For the cheaper defenses, it's easier for them to pay off. Value is based on salary, and when you have a lower salary, the threshold for coming through is lower. That's the advantage they have over the mid-tier options.
The struggles for that middle tier were even apparent when those defenses were in spots we search for when looking for a defense for DFS. Seven of the defenses with a salary between $4,000 and $4,900 were double-digit favorites, but only three of those seven hit baseline value. Only 4 of 11 defenses favored by 7.5 or more points paid off.
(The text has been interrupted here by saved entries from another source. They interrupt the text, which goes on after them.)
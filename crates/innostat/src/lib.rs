//! innostat agent library.
//!
//! Configuration loading and the MySQL metric source used by the `innostat`
//! binary. The pipeline itself lives in `innostat-core`.

#![forbid(unsafe_code)]

pub mod config;
pub mod error;
pub mod mysql;

pub use config::{ConfigOverrides, PollConfig};
pub use error::AgentError;
pub use mysql::MySqlSource;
This could very well mean that the poor performance by mid-salaried defenses was just variance, and that's the most likely explanation. We don't have to avoid a popular defense in this range, especially if they fit with our process. Still, there's a narrative explanation for why this would happen, so it might not be a bad idea to take an extended look at defenses in this range when they project to be popular.
Looking elsewhere, we see something similar with defenses as what we saw with quarterbacks: hunting for upside is a different pursuit than looking for players who will simply "pay off."
In the perfect lineup piece, we saw that it was decently common for defenses from games with high totals to wind up in the perfect lineup. It wasn't as common as other positions, but it still happened.
The reasoning was that shootouts involve more drop backs than other games, and more drop backs means more chances for sacks, picks, and touchdowns. When you want a big score, that's what you need.
When you're instead focused on floor, then we see the lower-scoring games take on a more favorable glow. Of the 13 popular defenses in games with a total of 45 or higher, only 3 hit baseline value.
|Total||Percentage to Hit Value|
|45 or Higher||23.08%|
|40 to 44.5||75.00%|
|Lower Than 40||50.00%|
This should not be taken to mean that we should avoid all defenses in games with high totals; the perfect lineup piece showed that was not true. Instead, it means we have pivot opportunities if one of those defenses projects to be popular.
Defense is a volatile position where the tournament-winning scores are going to come via teams that score touchdowns. We can increase our odds of getting those big outputs by targeting defenses that will face a bunch of drop backs, but predicting who will score the touchdowns is still a tough endeavor.
This is why pivoting at the position is still a good idea, even if it is one of the positions we are better at predicting. The games that give us big upside are also the ones that can lead to a lot of flops. As a result, we should still look at defenses in games with higher totals due to the expectation of an increased number of drop backs, but we should simultaneously look to jump ship if one of those defenses projects to be popular. The two lines of thought are not mutually exclusive.
To wrap it all up, popular defenses are not bad investments, and if you love a defense, you can use it even if you know it'll be popular. That's especially true if it's a super cheap defense, as we saw. But mid-range defenses and those in projected higher-scoring games are still capable of flopping, which presents us with an opportunity to pivot. As long as these defenses fit your process well, you can still go there, but even at a largely predictable position, there are still advantages to hunting for a more overlooked unit.